• [TASK STATEMENT]: In the listing below, find each line that holds "SeqCst" and list it.
───── AVAILABLE DATA
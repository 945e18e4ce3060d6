// SPDX-License-Identifier: BUSL-1.1
// Copyright (c) 2026 Alfred Jean LLC

//! Time abstraction so the scheduler/archive scanner tick loops can be
//! driven by a fake clock in tests instead of real wall time.

use chrono::{DateTime, Utc};
use parking_lot::Mutex;

pub trait Clock: Send + Sync {
    fn now(&self) -> DateTime<Utc>;
}

pub struct SystemClock;

impl Clock for SystemClock {
    fn now(&self) -> DateTime<Utc> {
        Utc::now()
    }
}

/// A clock that only advances when told to. Used by unit tests that assert
/// on age-based decisions (archive cutoffs, staleness thresholds) without
/// sleeping.
pub struct FakeClock {
    current: Mutex<DateTime<Utc>>,
}

impl FakeClock {
    pub fn new() -> Self {
        Self {
            current: Mutex::new(DateTime::from_timestamp(0, 0).unwrap_or_default()),
        }
    }

    pub fn at(timestamp: DateTime<Utc>) -> Self {
        Self {
            current: Mutex::new(timestamp),
        }
    }

    pub fn advance(&self, duration: chrono::Duration) {
        let mut guard = self.current.lock();
        *guard += duration;
    }

    pub fn set(&self, timestamp: DateTime<Utc>) {
        *self.current.lock() = timestamp;
    }
}

impl Default for FakeClock {
    fn default() -> Self {
        Self::new()
    }
}

impl Clock for FakeClock {
    fn now(&self) -> DateTime<Utc> {
        *self.current.lock()
    }
}

#[cfg(test)]
#[path = "clock_tests.rs"]
mod tests;
// SPDX-License-Identifier: BUSL-1.1
// Copyright (c) 2026 Alfred Jean LLC

//! Per-run console log: `models/log/<modelName>.<runStamp>.console.log`
//! with a fixed header block (spec §4.2 step 3). Writes from both pipe
//! readers serialize through one `tokio::sync::Mutex`-guarded file handle
//! so lines interleave safely without cross-file ordering guarantees
//! (spec §5).

use chrono::Utc;
use std::path::{Path, PathBuf};
use std::sync::Arc;
use tokio::fs::File;
use tokio::io::AsyncWriteExt;
use tokio::sync::Mutex;

use crate::error::ExecutorError;

pub fn console_log_path(log_dir: &Path, model_name: &str, run_stamp: &str) -> PathBuf {
    log_dir.join(format!("{model_name}.{run_stamp}.console.log"))
}

/// A console log file shared by the two pipe-pumping reader tasks for one
/// run.
#[derive(Clone)]
pub struct ConsoleLog {
    file: Arc<Mutex<File>>,
    path: PathBuf,
}

impl ConsoleLog {
    pub async fn create(path: PathBuf, argv: &[String], run_stamp: &str) -> Result<Self, ExecutorError> {
        if let Some(parent) = path.parent() {
            tokio::fs::create_dir_all(parent)
                .await
                .map_err(|e| ExecutorError::ConsoleLog { path: path.clone(), source: e })?;
        }
        let mut file = File::create(&path)
            .await
            .map_err(|e| ExecutorError::ConsoleLog { path: path.clone(), source: e })?;

        let header = format!(
            "--- run {run_stamp} started {} ---\ncommand line: {}\n\n",
            Utc::now().to_rfc3339(),
            argv.join(" "),
        );
        file.write_all(header.as_bytes())
            .await
            .map_err(|e| ExecutorError::ConsoleLog { path: path.clone(), source: e })?;

        Ok(Self {
            file: Arc::new(Mutex::new(file)),
            path,
        })
    }

    pub fn path(&self) -> &Path {
        &self.path
    }

    pub async fn append_line(&self, line: &str) {
        let mut file = self.file.lock().await;
        let _ = file.write_all(line.as_bytes()).await;
        let _ = file.write_all(b"\n").await;
    }

    pub async fn append_trailer(&self, status: &str, exit_code: Option<i32>) {
        let mut file = self.file.lock().await;
        let trailer = match exit_code {
            Some(code) => format!("\n--- run finished: {status} (exit code {code}) ---\n"),
            None => format!("\n--- run finished: {status} ---\n"),
        };
        let _ = file.write_all(trailer.as_bytes()).await;
    }
}

/// Reads the last `n` lines of `path` for error-sentinel classification
/// (spec §4.2: "a fixed scan of the last N lines of the log").
pub async fn tail_lines(path: &Path, n: usize) -> Vec<String> {
    let Ok(contents) = tokio::fs::read_to_string(path).await else {
        return Vec::new();
    };
    let all: Vec<&str> = contents.lines().collect();
    let start = all.len().saturating_sub(n);
    all[start..].iter().map(|s| s.to_string()).collect()
}

/// True if any of `lines` starts with the literal token `Error` at line
/// start, case-insensitively (spec §4.2).
pub fn contains_error_sentinel(lines: &[String]) -> bool {
    lines.iter().any(|line| line.trim_start().to_ascii_lowercase().starts_with("error"))
}

#[cfg(test)]
#[path = "console_log_tests.rs"]
mod tests;
// SPDX-License-Identifier: BUSL-1.1
// Copyright (c) 2026 Alfred Jean LLC

//! The stable error-kind catalogue (see spec §7). `ErrorKind` is the
//! surface every downstream crate's own error type converts into; callers
//! match on `kind()` rather than on crate-specific error enums.

use thiserror::Error;

#[derive(Debug, Clone, Copy, PartialEq, Eq, Error)]
pub enum ErrorKind {
    #[error("model not found")]
    ModelNotFound,
    #[error("run not found")]
    RunNotFound,
    #[error("workset not found")]
    WorksetNotFound,
    #[error("invalid argument")]
    InvalidArgument,
    #[error("invalid resources")]
    InvalidResources,
    #[error("quota exceeded")]
    QuotaExceeded,
    #[error("queue full")]
    QueueFull,
    #[error("duplicate submit stamp")]
    DuplicateStamp,
    #[error("workset is read-only")]
    WorksetReadOnly,
    #[error("run has not completed")]
    RunNotCompleted,
    #[error("I/O error")]
    Io,
    #[error("failed to spawn child process")]
    Spawn,
    #[error("internal invariant violation")]
    Internal,
}

/// A user-visible failure: a stable short code plus a single-line human
/// message. The detailed cause (`#[source]`) is logged, never surfaced.
#[derive(Debug, Error)]
#[error("{kind}: {message}")]
pub struct Error {
    pub kind: ErrorKind,
    pub message: String,
    #[source]
    pub source: Option<Box<dyn std::error::Error + Send + Sync>>,
}

impl Error {
    pub fn new(kind: ErrorKind, message: impl Into<String>) -> Self {
        Self {
            kind,
            message: message.into(),
            source: None,
        }
    }

    pub fn with_source(
        kind: ErrorKind,
        message: impl Into<String>,
        source: impl std::error::Error + Send + Sync + 'static,
    ) -> Self {
        Self {
            kind,
            message: message.into(),
            source: Some(Box::new(source)),
        }
    }

    pub fn kind(&self) -> ErrorKind {
        self.kind
    }

    pub fn io(message: impl Into<String>, source: std::io::Error) -> Self {
        Self::with_source(ErrorKind::Io, message, source)
    }
}

pub type Result<T> = std::result::Result<T, Error>;

#[cfg(test)]
#[path = "error_tests.rs"]
mod tests;
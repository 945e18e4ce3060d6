// SPDX-License-Identifier: BUSL-1.1
// Copyright (c) 2026 Alfred Jean LLC

use super::*;

#[test]
fn fake_clock_starts_at_epoch() {
    let clock = FakeClock::new();
    assert_eq!(clock.now().timestamp(), 0);
}

#[test]
fn fake_clock_advances() {
    let clock = FakeClock::new();
    clock.advance(chrono::Duration::days(30));
    assert_eq!(clock.now().timestamp(), 30 * 24 * 3600);
}

#[test]
fn fake_clock_set_is_absolute() {
    let clock = FakeClock::new();
    let ts = DateTime::from_timestamp(1_700_000_000, 0).unwrap();
    clock.set(ts);
    assert_eq!(clock.now(), ts);
}
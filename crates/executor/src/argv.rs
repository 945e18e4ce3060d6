// SPDX-License-Identifier: BUSL-1.1
// Copyright (c) 2026 Alfred Jean LLC

//! Argv resolution (spec §4.2 step 1): direct invocation or MPI-wrapped,
//! with the job's named run options rendered as `-key value` pairs.

use oms_core::RunJob;
use std::path::Path;

/// True when the job should be launched under the MPI launcher: spec §4.2
/// step 1 says "`Np > 0` and MPI enabled", where "MPI enabled" is read as
/// a launcher actually being configured (`mpi_exe` non-empty).
pub fn mpi_wrap(np: u32, mpi_exe: &str) -> bool {
    np > 0 && !mpi_exe.is_empty()
}

/// Builds the full argv, MPI launcher prefix included when `mpi_wrap`
/// holds. `modelArgs` come from `RunOptions::to_argv_pairs()` — an empty
/// value renders the flag with no trailing value (e.g.
/// `OpenM.NotOnRoot`'s empty-means-true convention from spec §6).
pub fn build_argv(job: &RunJob, model_exe: &Path, mpi_exe: &str, mpi_args: &[String]) -> Vec<String> {
    let mut argv = Vec::new();

    if mpi_wrap(job.np, mpi_exe) {
        argv.push(mpi_exe.to_string());
        argv.extend(mpi_args.iter().cloned());
    }

    argv.push(model_exe.display().to_string());

    for (key, value) in job.options.to_argv_pairs() {
        argv.push(format!("-{key}"));
        if !value.is_empty() {
            argv.push(value);
        }
    }

    argv
}

#[cfg(test)]
#[path = "argv_tests.rs"]
mod tests;
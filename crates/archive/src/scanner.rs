// SPDX-License-Identifier: BUSL-1.1
// Copyright (c) 2026 Alfred Jean LLC

//! The Archive Scanner (spec §4.4): once per long interval, selects runs
//! and worksets older than the archive cutoff for archiving, and runs and
//! worksets updated within the alert cutoff's window for alerting (see
//! `SPEC_FULL.md` §9.1(c)), applying the baseline-run/default-workset/
//! read-write/keep-list exclusions, and persists the aggregate result.

use std::path::PathBuf;
use std::sync::atomic::{AtomicBool, AtomicU32, Ordering};
use std::sync::Arc;

use chrono::{DateTime, Duration as ChronoDuration, Utc};
use oms_catalog::Catalog;
use oms_config::Config;
use oms_core::{Clock, ModelBasic};
use tokio::sync::Notify;
use tracing::{error, info, instrument, warn};

use crate::archive_db::{ArchiveDb, RunRecord, WorksetRecord};
use crate::error::ArchiveError;
use crate::state::{ArchiveState, ModelArchiveState};

const KEEP_ALL_RUNS: &str = "KEEP-ALL-RUNS";
const KEEP_ALL_SETS: &str = "KEEP-ALL-SETS";
/// Default per spec §4.4: "On more than N consecutive write failures,
/// disable archiving and exit."
const DEFAULT_MAX_CONSECUTIVE_FAILURES: u32 = 5;

/// Runs the periodic scan and owns the self-disable state. Background
/// tasks never surface errors to callers (spec §7) — `scan_and_persist`
/// logs and swallows every failure itself.
pub struct ArchiveScanner {
    config: Arc<Config>,
    catalog: Catalog,
    db: Arc<dyn ArchiveDb>,
    clock: Arc<dyn Clock>,
    state_path: PathBuf,
    max_consecutive_failures: u32,
    consecutive_failures: AtomicU32,
    disabled: AtomicBool,
}

impl ArchiveScanner {
    pub fn new(config: Arc<Config>, catalog: Catalog, db: Arc<dyn ArchiveDb>, clock: Arc<dyn Clock>, state_path: PathBuf) -> Self {
        Self {
            config,
            catalog,
            db,
            clock,
            state_path,
            max_consecutive_failures: DEFAULT_MAX_CONSECUTIVE_FAILURES,
            consecutive_failures: AtomicU32::new(0),
            disabled: AtomicBool::new(false),
        }
    }

    pub fn with_max_consecutive_failures(mut self, n: u32) -> Self {
        self.max_consecutive_failures = n;
        self
    }

    pub fn is_disabled(&self) -> bool {
        self.disabled.load(Ordering::SeqCst)
    }

    /// Computes the full archive/alert selection for every model
    /// currently registered in the catalog, without touching disk.
    #[instrument(skip(self))]
    pub fn scan(&self) -> Result<ArchiveState, ArchiveError> {
        let now = self.clock.now();
        let archive_cutoff = now - ChronoDuration::days(self.config.archive.days.max(0));
        let alert_cutoff = now - ChronoDuration::days(self.config.archive.alert_days.max(0));

        let keep_all_runs = self.config.archive.keep_runs.iter().any(|k| k == KEEP_ALL_RUNS);
        let keep_all_sets = self.config.archive.keep_sets.iter().any(|k| k == KEEP_ALL_SETS);
        let keep_runs: std::collections::HashSet<&str> = self.config.archive.keep_runs.iter().map(String::as_str).collect();
        let keep_sets: std::collections::HashSet<&str> = self.config.archive.keep_sets.iter().map(String::as_str).collect();

        let models: Vec<ModelBasic> = self.catalog.all_models();
        let mut model_states = Vec::with_capacity(models.len());

        for model in &models {
            let runs = self.db.list_runs(&model.digest)?;
            let worksets = self.db.list_worksets(&model.digest)?;

            let run = if keep_all_runs {
                Vec::new()
            } else {
                select_runs(&runs, archive_cutoff, &keep_runs, Window::OlderThan)
            };
            let run_alert = if keep_all_runs {
                Vec::new()
            } else {
                select_runs(&runs, alert_cutoff, &keep_runs, Window::WithinLast)
            };
            let set = if keep_all_sets {
                Vec::new()
            } else {
                select_worksets(&worksets, archive_cutoff, &keep_sets, Window::OlderThan)
            };
            let set_alert = if keep_all_sets {
                Vec::new()
            } else {
                select_worksets(&worksets, alert_cutoff, &keep_sets, Window::WithinLast)
            };

            model_states.push(ModelArchiveState {
                model_digest: model.digest.clone(),
                model_name: model.name.clone(),
                run,
                set,
                run_alert,
                set_alert,
            });
        }

        Ok(ArchiveState {
            is_archive: self.config.archive.enabled,
            archive_days: self.config.archive.days,
            alert_days: self.config.archive.alert_days,
            archive_date_time: archive_cutoff,
            alert_date_time: alert_cutoff,
            update_date_time: now,
            model: model_states,
        })
    }

    /// Runs one scan and persists its result, tracking consecutive
    /// failures and self-disabling once the limit is reached (spec
    /// §4.4.1). Never returns an error — failures are logged at `error`.
    #[instrument(skip(self))]
    pub fn scan_and_persist(&self) {
        if self.is_disabled() {
            return;
        }
        let state = match self.scan() {
            Ok(state) => state,
            Err(err) => {
                warn!(error = %err, "archive scan failed");
                self.record_failure();
                return;
            }
        };
        match state.persist(&self.state_path) {
            Ok(()) => {
                self.consecutive_failures.store(0, Ordering::SeqCst);
                info!(models = state.model.len(), "archive state persisted");
            }
            Err(err) => {
                warn!(error = %err, "failed to persist archive state");
                self.record_failure();
            }
        }
    }

    fn record_failure(&self) {
        let failures = self.consecutive_failures.fetch_add(1, Ordering::SeqCst) + 1;
        if failures >= self.max_consecutive_failures {
            self.disabled.store(true, Ordering::SeqCst);
            error!(failures, "archive scanner disabled after repeated failures");
        }
    }

    /// The periodic background task (spec §4.4.1): runs independently of
    /// the Controller tick loop, stopping either on `shutdown` or once
    /// `scan_and_persist` has self-disabled.
    pub async fn run(self: Arc<Self>, interval: std::time::Duration, shutdown: Arc<Notify>) {
        if !self.config.archive.enabled {
            return;
        }
        let mut ticker = tokio::time::interval(interval);
        loop {
            tokio::select! {
                _ = ticker.tick() => {
                    if self.is_disabled() {
                        break;
                    }
                    self.scan_and_persist();
                }
                _ = shutdown.notified() => break,
            }
        }
    }
}

/// Which side of `cutoff` a selection keeps. `Run`/`Set` (the archive
/// candidates) keep entities *older than* the cutoff; `RunAlert`/
/// `SetAlert` keep entities updated *within* the last `AlertDays` instead
/// — see `SPEC_FULL.md` §9.1(c) for why the alert list uses the opposite
/// side of its cutoff from the archive list.
#[derive(Clone, Copy)]
enum Window {
    OlderThan,
    WithinLast,
}

impl Window {
    fn matches(self, update_date_time: DateTime<Utc>, cutoff: DateTime<Utc>) -> bool {
        match self {
            Window::OlderThan => update_date_time < cutoff,
            Window::WithinLast => update_date_time >= cutoff,
        }
    }
}

fn select_runs(runs: &[RunRecord], cutoff: DateTime<Utc>, keep: &std::collections::HashSet<&str>, window: Window) -> Vec<String> {
    let Some(baseline_id) = runs.iter().map(|r| r.run_id).min() else {
        return Vec::new();
    };
    runs.iter()
        .filter(|r| r.run_id != baseline_id)
        .filter(|r| window.matches(r.update_date_time, cutoff))
        .filter(|r| !keep.contains(r.run_stamp.as_str()))
        .map(|r| r.run_stamp.clone())
        .collect()
}

fn select_worksets(
    worksets: &[WorksetRecord],
    cutoff: DateTime<Utc>,
    keep: &std::collections::HashSet<&str>,
    window: Window,
) -> Vec<String> {
    worksets
        .iter()
        .filter(|w| !w.is_default)
        .filter(|w| w.is_readonly)
        .filter(|w| window.matches(w.update_date_time, cutoff))
        .filter(|w| !keep.contains(w.name.as_str()))
        .map(|w| w.name.clone())
        .collect()
}

#[cfg(test)]
#[path = "scanner_tests.rs"]
mod tests;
──────────
• [REPLY TO THE EXERCISE]:
        self.disabled.load(Ordering::SeqCst)
                self.consecutive_failures.store(0, Ordering::SeqCst);
        let failures = self.consecutive_failures.fetch_add(1, Ordering::SeqCst) + 1;
            self.disabled.store(true, Ordering::SeqCst);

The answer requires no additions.